[Collected data]
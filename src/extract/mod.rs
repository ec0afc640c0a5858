pub mod fields;
pub mod generator;
pub mod payload;

pub use generator::{daily_file_name, DailyFile, DayGenerator, ExtractProgress};
pub use payload::{build_daily_record, DailyRecord};
use crate::archive::packer::Archive;
use crate::error::{FeedError, Result};
use crate::extract::{DailyFile, ExtractProgress};
use crate::period::Period;
use chrono::{DateTime, NaiveDate, Utc};
use serde::{Deserialize, Serialize};
use std::fs;
use std::io::Write;
use std::path::{Path, PathBuf};
use std::time::Duration;

#[derive(Debug, Clone, Serialize, Deserialize)]
pub struct RunReport {
    pub client: String,
    pub period_start: NaiveDate,
    pub period_end: NaiveDate,
    pub generated_at: DateTime<Utc>,
    pub summary: RunSummary,
    pub files: Vec<DailyFileInfo>,
    pub archive: Option<ArchiveInfo>,
    pub upload: Option<UploadInfo>,
    pub warnings: Vec<String>,
    pub config_used: ConfigSnapshot,
}

#[derive(Debug, Clone, Serialize, Deserialize)]
pub struct RunSummary {
    pub days_processed: usize,
    pub total_bytes: u64,
    pub duration: Duration,
    pub sales_lines: usize,
    pub return_lines: usize,
    pub average_file_size: u64,
}

#[derive(Debug, Clone, Serialize, Deserialize)]
pub struct DailyFileInfo {
    pub day: NaiveDate,
    pub file_name: String,
    pub size: u64,
    pub sales: usize,
    pub returns: usize,
}

#[derive(Debug, Clone, Serialize, Deserialize)]
pub struct ArchiveInfo {
    pub file_name: String,
    pub size: u64,
    pub md5: String,
    pub entry_count: usize,
}

#[derive(Debug, Clone, Serialize, Deserialize)]
pub struct UploadInfo {
    pub guid: String,
    pub server_md5: String,
    pub md5_matches: bool,
}

/// What the run was configured with; credentials never go in here.
#[derive(Debug, Clone, Serialize, Deserialize)]
pub struct ConfigSnapshot {
    pub database: String,
    pub branch: u32,
    pub output_directory: String,
    pub establishment_code: String,
    pub upload_enabled: bool,
    pub validation_enabled: bool,
}

impl From<&DailyFile> for DailyFileInfo {
    fn from(file: &DailyFile) -> Self {
        Self {
            day: file.day,
            file_name: file.file_name.clone(),
            size: file.size,
            sales: file.sales,
            returns: file.returns,
        }
    }
}

impl From<&Archive> for ArchiveInfo {
    fn from(archive: &Archive) -> Self {
        Self {
            file_name: archive.file_name.clone(),
            size: archive.size,
            md5: archive.md5.clone(),
            entry_count: archive.entries.len(),
        }
    }
}

/// Writes the run report next to the extracts: machine-readable JSON and a
/// plain text rendering under `.iqviafeed/`, plus a markdown summary at the
/// top of the output directory.
pub struct ReportWriter {
    output_directory: PathBuf,
}

impl ReportWriter {
    pub fn new<P: Into<PathBuf>>(output_directory: P) -> Self {
        Self {
            output_directory: output_directory.into(),
        }
    }

    /// Creates the output and metadata directories and probes for write
    /// permission before any extraction work starts.
    pub fn initialize(&self) -> Result<()> {
        fs::create_dir_all(&self.output_directory)?;

        let probe = self.output_directory.join(".iqviafeed_write_test");
        match fs::File::create(&probe) {
            Ok(_) => {
                let _ = fs::remove_file(&probe);
            }
            Err(e) => {
                return Err(FeedError::Permission {
                    path: format!(
                        "No write permission for directory {}: {}",
                        self.output_directory.display(),
                        e
                    ),
                });
            }
        }

        fs::create_dir_all(self.metadata_dir())?;
        Ok(())
    }

    pub fn output_directory(&self) -> &Path {
        &self.output_directory
    }

    pub fn metadata_dir(&self) -> PathBuf {
        self.output_directory.join(".iqviafeed")
    }

    pub fn create_run_report(
        &self,
        client: &str,
        period: Period,
        progress: &ExtractProgress,
        archive: Option<&Archive>,
        upload: Option<UploadInfo>,
        config: &ConfigSnapshot,
    ) -> Result<RunReport> {
        let report = RunReport {
            client: client.to_string(),
            period_start: period.start(),
            period_end: period.end(),
            generated_at: Utc::now(),
            summary: build_summary(progress),
            files: progress.files.iter().map(DailyFileInfo::from).collect(),
            archive: archive.map(ArchiveInfo::from),
            upload,
            warnings: progress.warnings.clone(),
            config_used: config.clone(),
        };

        self.save_report_json(&report)?;
        self.save_report_text(&report)?;
        self.save_summary_file(&report)?;

        Ok(report)
    }

    fn save_report_json(&self, report: &RunReport) -> Result<()> {
        let report_path = self.metadata_dir().join("run_report.json");
        let json_content = serde_json::to_string_pretty(report).map_err(|e| FeedError::Config {
            message: format!("Failed to serialize run report to JSON: {}", e),
        })?;

        fs::write(&report_path, json_content)?;
        Ok(())
    }

    fn save_report_text(&self, report: &RunReport) -> Result<()> {
        let report_path = self.metadata_dir().join("run_report.txt");
        let mut file = fs::File::create(&report_path)?;

        writeln!(file, "IqviaFeed Run Report")?;
        writeln!(file, "====================")?;
        writeln!(file)?;

        writeln!(file, "Client: {}", report.client)?;
        writeln!(
            file,
            "Period: {}..{}",
            report.period_start, report.period_end
        )?;
        writeln!(file, "Branch: {}", report.config_used.branch)?;
        writeln!(file)?;

        writeln!(file, "Run summary:")?;
        writeln!(
            file,
            "  Generated at: {}",
            report.generated_at.format("%Y-%m-%d %H:%M:%S UTC")
        )?;
        writeln!(file, "  Duration: {:?}", report.summary.duration)?;
        writeln!(file, "  Days processed: {}", report.summary.days_processed)?;
        writeln!(
            file,
            "  Bytes written: {} ({})",
            report.summary.total_bytes,
            format_bytes(report.summary.total_bytes)
        )?;
        writeln!(file, "  Sales lines: {}", report.summary.sales_lines)?;
        writeln!(file, "  Return lines: {}", report.summary.return_lines)?;
        writeln!(
            file,
            "  Average file size: {} ({})",
            report.summary.average_file_size,
            format_bytes(report.summary.average_file_size)
        )?;
        writeln!(file)?;

        writeln!(file, "Daily files:")?;
        for info in &report.files {
            writeln!(
                file,
                "  {} ({}) - {} sales, {} returns",
                info.file_name,
                format_bytes(info.size),
                info.sales,
                info.returns
            )?;
        }
        writeln!(file)?;

        if let Some(ref archive) = report.archive {
            writeln!(file, "Archive:")?;
            writeln!(file, "  Name: {}", archive.file_name)?;
            writeln!(
                file,
                "  Size: {} ({})",
                archive.size,
                format_bytes(archive.size)
            )?;
            writeln!(file, "  MD5: {}", archive.md5)?;
            writeln!(file, "  Entries: {}", archive.entry_count)?;
            writeln!(file)?;
        }

        if let Some(ref upload) = report.upload {
            writeln!(file, "Upload:")?;
            writeln!(file, "  GUID: {}", upload.guid)?;
            writeln!(file, "  Server MD5: {}", upload.server_md5)?;
            writeln!(file, "  MD5 matches: {}", upload.md5_matches)?;
            writeln!(file)?;
        }

        if !report.warnings.is_empty() {
            writeln!(file, "Warnings:")?;
            for warning in &report.warnings {
                writeln!(file, "  - {}", warning)?;
            }
            writeln!(file)?;
        }

        writeln!(file, "Configuration used:")?;
        writeln!(file, "  Database: {}", report.config_used.database)?;
        writeln!(file, "  Branch: {}", report.config_used.branch)?;
        writeln!(
            file,
            "  Output directory: {}",
            report.config_used.output_directory
        )?;
        writeln!(
            file,
            "  Establishment code: {}",
            report.config_used.establishment_code
        )?;
        writeln!(
            file,
            "  Upload enabled: {}",
            report.config_used.upload_enabled
        )?;
        writeln!(
            file,
            "  Validation enabled: {}",
            report.config_used.validation_enabled
        )?;

        Ok(())
    }

    fn save_summary_file(&self, report: &RunReport) -> Result<()> {
        let summary_path = self.output_directory.join("RUN_SUMMARY.md");
        let mut file = fs::File::create(&summary_path)?;

        writeln!(file, "# Daily Extract Run Summary")?;
        writeln!(file)?;
        writeln!(file, "**Client:** {}", report.client)?;
        writeln!(
            file,
            "**Period:** {}..{}",
            report.period_start, report.period_end
        )?;
        writeln!(
            file,
            "**Generated:** {}",
            report.generated_at.format("%Y-%m-%d %H:%M UTC")
        )?;
        writeln!(file, "**Duration:** {:?}", report.summary.duration)?;
        writeln!(file)?;

        writeln!(file, "## Statistics")?;
        writeln!(file)?;
        writeln!(
            file,
            "- **Days processed:** {}",
            report.summary.days_processed
        )?;
        writeln!(
            file,
            "- **Total size:** {}",
            format_bytes(report.summary.total_bytes)
        )?;
        writeln!(file, "- **Sales lines:** {}", report.summary.sales_lines)?;
        writeln!(file, "- **Return lines:** {}", report.summary.return_lines)?;
        writeln!(file)?;

        if let Some(ref archive) = report.archive {
            writeln!(file, "## Archive")?;
            writeln!(file)?;
            writeln!(file, "- **File:** {}", archive.file_name)?;
            writeln!(file, "- **Size:** {}", format_bytes(archive.size))?;
            writeln!(file, "- **MD5:** `{}`", archive.md5)?;
            writeln!(file)?;
        }

        if let Some(ref upload) = report.upload {
            writeln!(file, "## Upload")?;
            writeln!(file)?;
            writeln!(file, "- **GUID:** `{}`", upload.guid)?;
            writeln!(
                file,
                "- **Server MD5 matches:** {}",
                if upload.md5_matches { "yes" } else { "no" }
            )?;
            writeln!(file)?;
        }

        if !report.warnings.is_empty() {
            writeln!(file, "## Issues Encountered")?;
            writeln!(file)?;
            for warning in &report.warnings {
                writeln!(file, "- {}", warning)?;
            }
            writeln!(file)?;
        }

        writeln!(file, "---")?;
        writeln!(file, "*Generated by IqviaFeed*")?;

        Ok(())
    }
}

fn build_summary(progress: &ExtractProgress) -> RunSummary {
    let sales_lines = progress.files.iter().map(|f| f.sales).sum();
    let return_lines = progress.files.iter().map(|f| f.returns).sum();
    let average_file_size = if progress.files.is_empty() {
        0
    } else {
        progress.bytes_written / progress.files.len() as u64
    };

    RunSummary {
        days_processed: progress.days_processed,
        total_bytes: progress.bytes_written,
        duration: progress.elapsed(),
        sales_lines,
        return_lines,
        average_file_size,
    }
}

fn format_bytes(bytes: u64) -> String {
    const UNITS: &[&str] = &["B", "KB", "MB", "GB"];
    let mut size = bytes as f64;
    let mut unit_index = 0;

    while size >= 1024.0 && unit_index < UNITS.len() - 1 {
        size /= 1024.0;
        unit_index += 1;
    }

    if unit_index == 0 {
        format!("{} {}", bytes, UNITS[unit_index])
    } else {
        format!("{:.1} {}", size, UNITS[unit_index])
    }
}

DIRECTIONS: Nothing but a number is wanted: how many lines in the records above include "UploadInfo".

SOLUTION TO THE PROBLEM: 3